In 19th century Birmingham, working mothers, in absence of professional daycare, brought their newborns to factories, where they would hang them by their garments from specially designed hooks to keep them from harm’s way. They would also ply them with opiates, similar to heroin, to stop them crying. Chris Ferrie, a faculty member at Sydney University’s Centre for Quantum Software, has a better idea: Teach them about blockchain.

Thus: Blockchain for Babies, a slim, 12-page hardback for $7.66, which takes infants and their parents on a whip-quick tour of the technology’s most fundamental truths, or at least what Ferrie has designated them to be.

“The intention isn’t that the child comes away from the book and runs an ICO,” Ferrie tells Decrypt. Instead, it’s a natural progression from his earlier titles, all designed to educate children—and their non-technical parents by proxy—on complex topics: Quantum Physics for Babies, General Relativity for Babies, Rocket Science for Babies, Newtonian Physics for Babies, to name a few. And, with newborns sufficiently caught up on this ineffable life-stuff of the cosmos, it only made sense for Ferrie to proceed to that most confounding mystery of all: The Blockchain.

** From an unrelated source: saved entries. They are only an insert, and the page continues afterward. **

//! JSON export of generated mesh buffers

use relief_terrain::TerrainSnapshot;
use relief_water::WaterSurface;
use serde::Serialize;

#[derive(Debug, Serialize)]
pub struct MeshExport {
    pub terrain: TerrainExport,
    pub water: Option<WaterExport>,
}

#[derive(Debug, Serialize)]
pub struct TerrainExport {
    pub generation: u64,
    pub x_segments: u32,
    pub z_segments: u32,
    pub min_height: f32,
    pub max_height: f32,
    pub vertices: Vec<[f32; 3]>,
    pub colors: Vec<[f32; 4]>,
    pub triangles: Vec<u32>,
}

/// Water vertices are written in world space
#[derive(Debug, Serialize)]
pub struct WaterExport {
    pub strategy: String,
    pub height: f32,
    pub color: [f32; 4],
    pub vertices: Vec<[f32; 3]>,
    pub triangles: Vec<u32>,
}

impl MeshExport {
    pub fn new(terrain: &TerrainSnapshot, water: Option<&WaterSurface>) -> Self {
        Self {
            terrain: TerrainExport::from(terrain),
            water: water.map(WaterExport::from),
        }
    }
}

impl From<&TerrainSnapshot> for TerrainExport {
    fn from(snap: &TerrainSnapshot) -> Self {
        Self {
            generation: snap.generation,
            x_segments: snap.x_segments,
            z_segments: snap.z_segments,
            min_height: snap.min_height,
            max_height: snap.max_height,
            vertices: snap.vertices.iter().map(|v| v.to_array()).collect(),
            colors: snap.colors.iter().map(|c| c.to_array()).collect(),
            triangles: snap.triangles.clone(),
        }
    }
}

impl From<&WaterSurface> for WaterExport {
    fn from(surface: &WaterSurface) -> Self {
        Self {
            strategy: surface.strategy.to_string(),
            height: surface.water_height,
            color: surface.color.to_array(),
            vertices: surface
                .world_vertices()
                .iter()
                .map(|v| v.to_array())
                .collect(),
            triangles: surface.triangles.clone(),
        }
    }
}
//! Height sources sampled by the grid builder

use noise::{NoiseFn, Perlin};

/// Anything that maps a world-space (x, z) position to a height.
///
/// Implementations must be pure: the grid builder samples rows from several
/// worker threads and relies on identical inputs producing identical heights.
pub trait HeightField: Sync {
    fn height_at(&self, x: f32, z: f32) -> f32;
}

/// Constant height everywhere
#[derive(Clone, Copy, Debug)]
pub struct FlatHeightField(pub f32);

impl HeightField for FlatHeightField {
    fn height_at(&self, _x: f32, _z: f32) -> f32 {
        self.0
    }
}

impl<F> HeightField for F
where
    F: Fn(f32, f32) -> f32 + Sync,
{
    fn height_at(&self, x: f32, z: f32) -> f32 {
        self(x, z)
    }
}

/// Seeded Perlin noise remapped to [0, 1]
#[derive(Clone, Debug)]
pub struct NoiseHeightField {
    perlin: Perlin,
    seed: u32,
}

impl NoiseHeightField {
    pub fn new(seed: u32) -> Self {
        Self {
            perlin: Perlin::new(seed),
            seed,
        }
    }

    pub fn seed(&self) -> u32 {
        self.seed
    }

    /// Height at world coordinates: noise sampled at `(x, z) * noise_scale`,
    /// remapped from [-1, 1] to [0, 1], then multiplied by `height_multiplier`.
    pub fn sample(&self, x: f32, z: f32, noise_scale: f32, height_multiplier: f32) -> f32 {
        let nx = f64::from(x) * f64::from(noise_scale);
        let nz = f64::from(z) * f64::from(noise_scale);
        let n = self.perlin.get([nx, nz]);
        let unit = ((n + 1.0) * 0.5).clamp(0.0, 1.0) as f32;
        unit * height_multiplier
    }

    /// Bind scale and amplitude, producing a `HeightField` for the builder
    pub fn scaled(&self, noise_scale: f32, height_multiplier: f32) -> ScaledNoise<'_> {
        ScaledNoise {
            field: self,
            noise_scale,
            height_multiplier,
        }
    }
}

impl Default for NoiseHeightField {
    fn default() -> Self {
        Self::new(0)
    }
}

/// A `NoiseHeightField` with fixed noise scale and height multiplier
#[derive(Clone, Copy, Debug)]
pub struct ScaledNoise<'a> {
    field: &'a NoiseHeightField,
    pub noise_scale: f32,
    pub height_multiplier: f32,
}

impl HeightField for ScaledNoise<'_> {
    fn height_at(&self, x: f32, z: f32) -> f32 {
        self.field
            .sample(x, z, self.noise_scale, self.height_multiplier)
    }
}

#[cfg(test)]
mod tests {
    use super::*;

    #[test]
    fn sampling_is_repeatable() {
        let field = NoiseHeightField::new(7);
        let other = NoiseHeightField::new(7);
        for i in 0..50 {
            let x = i as f32 * 0.37;
            let z = i as f32 * 1.13;
            assert_eq!(
                field.sample(x, z, 0.3, 2.0).to_bits(),
                other.sample(x, z, 0.3, 2.0).to_bits()
            );
        }
    }

    #[test]
    fn unit_amplitude_stays_in_unit_range() {
        let field = NoiseHeightField::default();
        for i in 0..400 {
            let h = field.sample((i % 20) as f32 * 0.7, (i / 20) as f32 * 0.9, 0.3, 1.0);
            assert!((0.0..=1.0).contains(&h), "height {h} out of range");
        }
    }

    #[test]
    fn zero_multiplier_flattens() {
        let field = NoiseHeightField::new(3);
        assert_eq!(field.sample(4.2, 9.1, 0.3, 0.0), 0.0);
    }

    #[test]
    fn noise_is_continuous() {
        let field = NoiseHeightField::new(11);
        let a = field.sample(5.0, 5.0, 0.3, 1.0);
        let b = field.sample(5.001, 5.0, 0.3, 1.0);
        assert!((a - b).abs() < 0.01);
    }

    #[test]
    fn scaled_matches_sample() {
        let field = NoiseHeightField::new(2);
        let scaled = field.scaled(0.5, 3.0);
        assert_eq!(scaled.height_at(1.5, 2.5), field.sample(1.5, 2.5, 0.5, 3.0));
    }

    #[test]
    fn closures_are_height_fields() {
        let slope = |x: f32, _z: f32| x * 0.5;
        assert_eq!(slope.height_at(4.0, 0.0), 2.0);
        assert_eq!(FlatHeightField(1.5).height_at(9.0, 9.0), 1.5);
    }
}
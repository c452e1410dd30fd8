//! Spatial and common types

use serde::{Deserialize, Serialize};
use std::ops::{Add, Mul, Sub};

/// A 3D vector
#[derive(Clone, Copy, Debug, Default, PartialEq, Serialize, Deserialize)]
pub struct Vec3 {
    pub x: f32,
    pub y: f32,
    pub z: f32,
}

impl Vec3 {
    pub const ZERO: Self = Self {
        x: 0.0,
        y: 0.0,
        z: 0.0,
    };
    pub const ONE: Self = Self {
        x: 1.0,
        y: 1.0,
        z: 1.0,
    };
    pub const UP: Self = Self {
        x: 0.0,
        y: 1.0,
        z: 0.0,
    };

    pub const fn new(x: f32, y: f32, z: f32) -> Self {
        Self { x, y, z }
    }

    pub fn from_array(arr: [f32; 3]) -> Self {
        Self {
            x: arr[0],
            y: arr[1],
            z: arr[2],
        }
    }

    pub fn to_array(&self) -> [f32; 3] {
        [self.x, self.y, self.z]
    }

    /// Same point with its Y replaced
    pub fn with_y(self, y: f32) -> Self {
        Self { y, ..self }
    }

    /// Component-wise product
    pub fn scaled_by(&self, other: &Self) -> Self {
        Self {
            x: self.x * other.x,
            y: self.y * other.y,
            z: self.z * other.z,
        }
    }
}

impl Add for Vec3 {
    type Output = Self;
    fn add(self, other: Self) -> Self {
        Self {
            x: self.x + other.x,
            y: self.y + other.y,
            z: self.z + other.z,
        }
    }
}

impl Sub for Vec3 {
    type Output = Self;
    fn sub(self, other: Self) -> Self {
        Self {
            x: self.x - other.x,
            y: self.y - other.y,
            z: self.z - other.z,
        }
    }
}

impl Mul<f32> for Vec3 {
    type Output = Self;
    fn mul(self, scalar: f32) -> Self {
        Self {
            x: self.x * scalar,
            y: self.y * scalar,
            z: self.z * scalar,
        }
    }
}

/// Placement of a mesh in the world: translation plus per-axis scale.
/// Meshes are never rotated, so points map as `position + local * scale`.
#[derive(Clone, Copy, Debug, PartialEq, Serialize, Deserialize)]
pub struct Transform {
    pub position: Vec3,
    pub scale: Vec3,
}

impl Default for Transform {
    fn default() -> Self {
        Self::IDENTITY
    }
}

impl Transform {
    pub const IDENTITY: Self = Self {
        position: Vec3::ZERO,
        scale: Vec3::ONE,
    };

    pub fn from_position(position: Vec3) -> Self {
        Self {
            position,
            ..Default::default()
        }
    }

    pub fn with_position(mut self, position: Vec3) -> Self {
        self.position = position;
        self
    }

    pub fn with_scale(mut self, scale: Vec3) -> Self {
        self.scale = scale;
        self
    }

    /// Map a local-space point into world space
    pub fn apply(&self, local: Vec3) -> Vec3 {
        self.position + local.scaled_by(&self.scale)
    }
}

/// RGBA color
#[derive(Clone, Copy, Debug, PartialEq, Serialize, Deserialize)]
pub struct Color {
    pub r: f32,
    pub g: f32,
    pub b: f32,
    pub a: f32,
}

impl Color {
    pub const WHITE: Self = Self {
        r: 1.0,
        g: 1.0,
        b: 1.0,
        a: 1.0,
    };
    pub const BLACK: Self = Self {
        r: 0.0,
        g: 0.0,
        b: 0.0,
        a: 1.0,
    };

    pub const fn new(r: f32, g: f32, b: f32, a: f32) -> Self {
        Self { r, g, b, a }
    }

    pub fn from_hex(hex: u32) -> Self {
        Self {
            r: ((hex >> 16) & 0xFF) as f32 / 255.0,
            g: ((hex >> 8) & 0xFF) as f32 / 255.0,
            b: (hex & 0xFF) as f32 / 255.0,
            a: 1.0,
        }
    }

    /// Parse `#RRGGBB` or `RRGGBB`
    pub fn parse_hex(s: &str) -> Option<Self> {
        let digits = s.trim().trim_start_matches('#');
        if digits.len() != 6 {
            return None;
        }
        u32::from_str_radix(digits, 16).ok().map(Self::from_hex)
    }

    pub fn with_alpha(mut self, a: f32) -> Self {
        self.a = a;
        self
    }

    /// Linear interpolation of all four channels
    pub fn lerp(&self, other: &Self, t: f32) -> Self {
        Self {
            r: self.r + (other.r - self.r) * t,
            g: self.g + (other.g - self.g) * t,
            b: self.b + (other.b - self.b) * t,
            a: self.a + (other.a - self.a) * t,
        }
    }

    pub fn to_array(&self) -> [f32; 4] {
        [self.r, self.g, self.b, self.a]
    }
}

impl Default for Color {
    fn default() -> Self {
        Self::WHITE
    }
}

/// Linear interpolation between two floats
pub fn lerp_f32(a: f32, b: f32, t: f32) -> f32 {
    a + (b - a) * t
}
//! Keeps a water surface in step with the terrain

use std::sync::Arc;

use log::{debug, info};
use relief_core::{ensure_finite, Color, Result};
use relief_terrain::TerrainSnapshot;

use crate::surface::{water_height, WaterStrategy, WaterSurface};
use crate::waves::WaveParams;

/// User-facing water controls
#[derive(Clone, Debug, PartialEq)]
pub struct WaterSettings {
    pub strategy: WaterStrategy,
    /// Offset added above the reference water line
    pub depth: f32,
    /// Surface alpha in [0, 1]
    pub transparency: f32,
    /// Whether `update` runs the wave simulation
    pub animated: bool,
    /// Base surface color; alpha is replaced by `transparency`
    pub color: Color,
    pub waves: WaveParams,
}

impl Default for WaterSettings {
    fn default() -> Self {
        Self {
            strategy: WaterStrategy::Planar,
            depth: 0.5,
            transparency: 0.5,
            animated: false,
            color: Color::from_hex(0x2A6F97),
            waves: WaveParams::default(),
        }
    }
}

impl WaterSettings {
    fn surface_color(&self) -> Color {
        self.color.with_alpha(self.transparency)
    }
}

/// Builds the water mesh on the first terrain notification and updates it
/// in place afterwards.
#[derive(Debug, Default)]
pub struct WaterSurfaceGenerator {
    settings: WaterSettings,
    terrain: Option<Arc<TerrainSnapshot>>,
    surface: Option<WaterSurface>,
    elapsed: f32,
}

impl WaterSurfaceGenerator {
    pub fn new(settings: WaterSettings) -> Self {
        let mut settings = settings;
        settings.transparency = settings.transparency.clamp(0.0, 1.0);
        Self {
            settings,
            terrain: None,
            surface: None,
            elapsed: 0.0,
        }
    }

    pub fn settings(&self) -> &WaterSettings {
        &self.settings
    }

    pub fn surface(&self) -> Option<&WaterSurface> {
        self.surface.as_ref()
    }

    /// Water line for the current terrain, if any terrain has been seen
    pub fn water_height(&self) -> Option<f32> {
        self.terrain
            .as_ref()
            .map(|t| water_height(t.min_height, t.max_height, self.settings.depth))
    }

    /// Seconds of wave simulation run so far
    pub fn elapsed(&self) -> f32 {
        self.elapsed
    }

    /// Terrain-generated handler: create the surface on first call, then
    /// reposition or re-mask it
    pub fn on_terrain_generated(&mut self, terrain: &Arc<TerrainSnapshot>) {
        self.terrain = Some(Arc::clone(terrain));
        self.refresh();
    }

    pub fn set_depth(&mut self, depth: f32) -> Result<()> {
        self.settings.depth = ensure_finite("water_depth", depth)?;
        self.refresh();
        Ok(())
    }

    /// Clamped to [0, 1]
    pub fn set_transparency(&mut self, transparency: f32) -> Result<()> {
        let alpha = ensure_finite("transparency", transparency)?.clamp(0.0, 1.0);
        self.settings.transparency = alpha;
        let color = self.settings.surface_color();
        if let Some(surface) = self.surface.as_mut() {
            surface.color = color;
        }
        Ok(())
    }

    /// Rebuilds the surface with the new strategy when it differs
    pub fn set_strategy(&mut self, strategy: WaterStrategy) {
        if self.settings.strategy == strategy {
            return;
        }
        self.settings.strategy = strategy;
        self.surface = None;
        self.refresh();
    }

    pub fn set_waves(&mut self, waves: WaveParams) -> Result<()> {
        waves.validate()?;
        self.settings.waves = waves;
        if self.settings.animated {
            self.apply_waves();
        }
        Ok(())
    }

    /// Turning animation off restores the undisplaced surface
    pub fn set_animated(&mut self, animated: bool) {
        self.settings.animated = animated;
        if animated {
            self.apply_waves();
        } else if let Some(surface) = self.surface.as_mut() {
            surface.reset_displacement();
        }
    }

    /// Flip between static and animated water; returns the new state
    pub fn toggle_animated(&mut self) -> bool {
        let animated = !self.settings.animated;
        self.set_animated(animated);
        animated
    }

    /// Per-frame tick. Advances time and, when animated, displaces the
    /// surface from its undisplaced heights.
    pub fn update(&mut self, dt: f32) {
        self.elapsed += dt;
        if self.settings.animated {
            self.apply_waves();
        }
    }

    /// Jump the wave simulation to an absolute time. Static water only
    /// records the time.
    pub fn simulate_at(&mut self, time: f32) {
        self.elapsed = time;
        if self.settings.animated {
            self.apply_waves();
        }
    }

    fn apply_waves(&mut self) {
        let waves = self.settings.waves;
        let time = self.elapsed;
        if let Some(surface) = self.surface.as_mut() {
            let (original, displaced) = surface.displacement_buffers();
            waves.displace(original, displaced, time);
        }
    }

    fn refresh(&mut self) {
        let Some(terrain) = self.terrain.clone() else {
            return;
        };
        let height = water_height(terrain.min_height, terrain.max_height, self.settings.depth);
        let color = self.settings.surface_color();

        match self.surface.as_mut() {
            None => {
                let surface = match self.settings.strategy {
                    WaterStrategy::Planar => WaterSurface::planar(&terrain, height, color),
                    WaterStrategy::Masked => WaterSurface::masked(&terrain, height, color),
                };
                info!(
                    "water surface created ({}): height {:.3}, {} triangles",
                    self.settings.strategy,
                    height,
                    surface.triangle_count()
                );
                self.surface = Some(surface);
            }
            Some(surface) => {
                match surface.strategy {
                    WaterStrategy::Planar => surface.reposition(&terrain, height),
                    WaterStrategy::Masked => surface.remask(&terrain, height),
                }
                debug!(
                    "water surface updated: height {:.3}, {} triangles",
                    height,
                    surface.triangle_count()
                );
            }
        }

        if self.settings.animated {
            self.apply_waves();
        }
    }
}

So how did Ferrie decide which aspect of the blockchain catechism would be essential learning for a dribbling bebeh? Will the kiddies be wising up on zero-knowledge-proofs, or is it perhaps more urgent that the warbling homunculi figure out stablecoin arbitrage-trading first? Ferrie, interestingly, chose to go for the blockchain’s “merkle-tree ledger,” the underlying data structure that strings transactions into blocks of encrypted “hashes,” each of which contains the entirety of the previous transaction.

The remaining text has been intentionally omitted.